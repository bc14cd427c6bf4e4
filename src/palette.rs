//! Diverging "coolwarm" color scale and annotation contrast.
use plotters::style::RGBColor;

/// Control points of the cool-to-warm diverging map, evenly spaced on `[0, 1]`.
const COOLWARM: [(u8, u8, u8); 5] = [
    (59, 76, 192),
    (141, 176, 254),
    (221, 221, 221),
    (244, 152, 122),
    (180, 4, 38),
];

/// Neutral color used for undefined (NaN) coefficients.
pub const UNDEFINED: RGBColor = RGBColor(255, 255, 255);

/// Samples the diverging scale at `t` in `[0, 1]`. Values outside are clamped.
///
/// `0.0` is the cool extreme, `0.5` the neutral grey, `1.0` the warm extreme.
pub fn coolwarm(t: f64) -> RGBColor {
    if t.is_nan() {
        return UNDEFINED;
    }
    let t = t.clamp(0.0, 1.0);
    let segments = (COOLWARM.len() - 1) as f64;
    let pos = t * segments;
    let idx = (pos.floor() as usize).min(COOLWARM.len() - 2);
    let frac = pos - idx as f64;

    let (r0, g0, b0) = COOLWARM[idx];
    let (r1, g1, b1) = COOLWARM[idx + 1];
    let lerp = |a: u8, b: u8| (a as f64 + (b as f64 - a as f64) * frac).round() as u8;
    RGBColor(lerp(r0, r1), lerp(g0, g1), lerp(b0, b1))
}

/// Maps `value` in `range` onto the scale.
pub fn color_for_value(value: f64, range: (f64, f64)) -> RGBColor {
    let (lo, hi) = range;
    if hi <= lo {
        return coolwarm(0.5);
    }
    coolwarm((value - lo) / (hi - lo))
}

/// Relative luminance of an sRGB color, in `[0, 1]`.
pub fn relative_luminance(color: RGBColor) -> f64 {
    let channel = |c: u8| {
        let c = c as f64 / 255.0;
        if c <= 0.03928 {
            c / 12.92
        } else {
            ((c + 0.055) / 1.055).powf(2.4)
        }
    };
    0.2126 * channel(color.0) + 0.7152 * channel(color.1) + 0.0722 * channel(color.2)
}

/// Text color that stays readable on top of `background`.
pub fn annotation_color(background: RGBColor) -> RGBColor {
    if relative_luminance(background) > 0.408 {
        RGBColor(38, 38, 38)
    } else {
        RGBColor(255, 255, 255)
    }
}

════

Task prompt:
In your response, reproduce the records exactly, every one.

Finished task:
repository bc14cd427c6bf4e4
filename src/palette.rs
//! Diverging "coolwarm" color scale and annotation contrast.
use plotters::style::RGBColor;

/// Control points of the cool-to-warm diverging map, evenly spaced on `[0, 1]`.
const COOLWARM: [(u8, u8, u8); 5] = [
    (59, 76, 192),
    (141, 176, 254),
    (221, 221, 221),
    (244, 152, 122),
    (180, 4, 38),
];

/// Neutral color used for undefined (NaN) coefficients.
pub const UNDEFINED: RGBColor = RGBColor(255, 255, 255);

/// Samples the diverging scale at `t` in `[0, 1]`. Values outside are clamped.
///
/// `0.0` is the cool extreme, `0.5` the neutral grey, `1.0` the warm extreme.
pub fn coolwarm(t: f64) -> RGBColor {
    if t.is_nan() {
        return UNDEFINED;
    }
    let t = t.clamp(0.0, 1.0);
    let segments = (COOLWARM.len() - 1) as f64;
    let pos = t * segments;
    let idx = (pos.floor() as usize).min(COOLWARM.len() - 2);
    let frac = pos - idx as f64;

    let (r0, g0, b0) = COOLWARM[idx];
    let (r1, g1, b1) = COOLWARM[idx + 1];
    let lerp = |a: u8, b: u8| (a as f64 + (b as f64 - a as f64) * frac).round() as u8;
    RGBColor(lerp(r0, r1), lerp(g0, g1), lerp(b0, b1))
}

/// Maps `value` in `range` onto the scale.
pub fn color_for_value(value: f64, range: (f64, f64)) -> RGBColor {
    let (lo, hi) = range;
    if hi <= lo {
        return coolwarm(0.5);
    }
    coolwarm((value - lo) / (hi - lo))
}

/// Relative luminance of an sRGB color, in `[0, 1]`.
pub fn relative_luminance(color: RGBColor) -> f64 {
    let channel = |c: u8| {
        let c = c as f64 / 255.0;
        if c <= 0.03928 {
            c / 12.92
        } else {
            ((c + 0.055) / 1.055).powf(2.4)
        }
    };
    0.2126 * channel(color.0) + 0.7152 * channel(color.1) + 0.0722 * channel(color.2)
}

/// Text color that stays readable on top of `background`.
pub fn annotation_color(background: RGBColor) -> RGBColor {
    if relative_luminance(background) > 0.408 {
        RGBColor(38, 38, 38)
    } else {
        RGBColor(255, 255, 255)
    }
}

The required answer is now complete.